TASK PROMPT.
Copy every line of the records that includes the word "TaskSink".

GIVEN ENTRIES.
┏━━
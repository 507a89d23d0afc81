//! Run orchestration: fetch, transcribe, extract, create, persist.
//!
//! One run is a bounded pipeline. Downloads and OpenAI calls fan out over
//! small worker pools; task creation stays serialized in arrival order so
//! the tracker sees tasks in the order people spoke them. Per-item failures
//! are recorded and skipped, fatal errors stop the run without advancing
//! the cursor.

use std::collections::HashMap;
use std::sync::Arc;

use anyhow::Result;
use chrono::{DateTime, FixedOffset, Utc};
use tokio::sync::Semaphore;
use tokio::task::JoinSet;
use tracing::{error, info, warn};

use crate::assignees::{prepare_alias_map, prepare_assignee_map, resolve_assignee_ids};
use crate::clients::{MessageSource, SpeechToText, TaskExtractor, TaskSink};
use crate::config::Config;
use crate::domain::{ExtractedTask, Priority, TaskCandidate, Transcript, VoiceMessage};
use crate::duedate::{normalize_due_date, now_in_offset, to_epoch_millis};
use crate::run::report::{
    cleanup_old_files, write_processing_log, write_task_payload, MessageReport, RunReport,
    TaskReport,
};
use crate::state::{ProcessorState, StateStore};

/// Per-run options from the CLI
#[derive(Debug, Clone, Copy, Default)]
pub struct RunOptions {
    /// Full pipeline except task creation and cursor persistence
    pub dry_run: bool,

    /// Process at most this many messages
    pub limit: Option<usize>,
}

/// Wall-clock budget for the whole run
#[derive(Debug, Clone, Copy)]
struct Deadline(tokio::time::Instant);

impl Deadline {
    fn after_minutes(minutes: u32) -> Self {
        Self(tokio::time::Instant::now() + std::time::Duration::from_secs(minutes as u64 * 60))
    }

    fn expired(self) -> bool {
        tokio::time::Instant::now() >= self.0
    }
}

/// One message after the download/transcribe/extract stages
struct ProcessedMessage {
    message: VoiceMessage,
    transcript: Option<Transcript>,
    extracted: Vec<ExtractedTask>,
    error: Option<String>,
    fatal: bool,
}

impl ProcessedMessage {
    fn failed(message: VoiceMessage, error: impl Into<String>, fatal: bool) -> Self {
        Self {
            message,
            transcript: None,
            extracted: Vec::new(),
            error: Some(error.into()),
            fatal,
        }
    }
}

/// Drives one end-to-end run over trait objects so every stage can be
/// faked in tests.
pub struct Orchestrator {
    config: Config,
    state: Arc<dyn StateStore>,
    source: Arc<dyn MessageSource>,
    transcriber: Arc<dyn SpeechToText>,
    extractor: Arc<dyn TaskExtractor>,
    sink: Arc<dyn TaskSink>,
    /// Chat for the run summary; `None` disables the summary message
    summary_chat: Option<String>,
}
┗━━
RESPONSE TO THIS EXERCISE.
use crate::clients::{MessageSource, SpeechToText, TaskExtractor, TaskSink};
    sink: Arc<dyn TaskSink>,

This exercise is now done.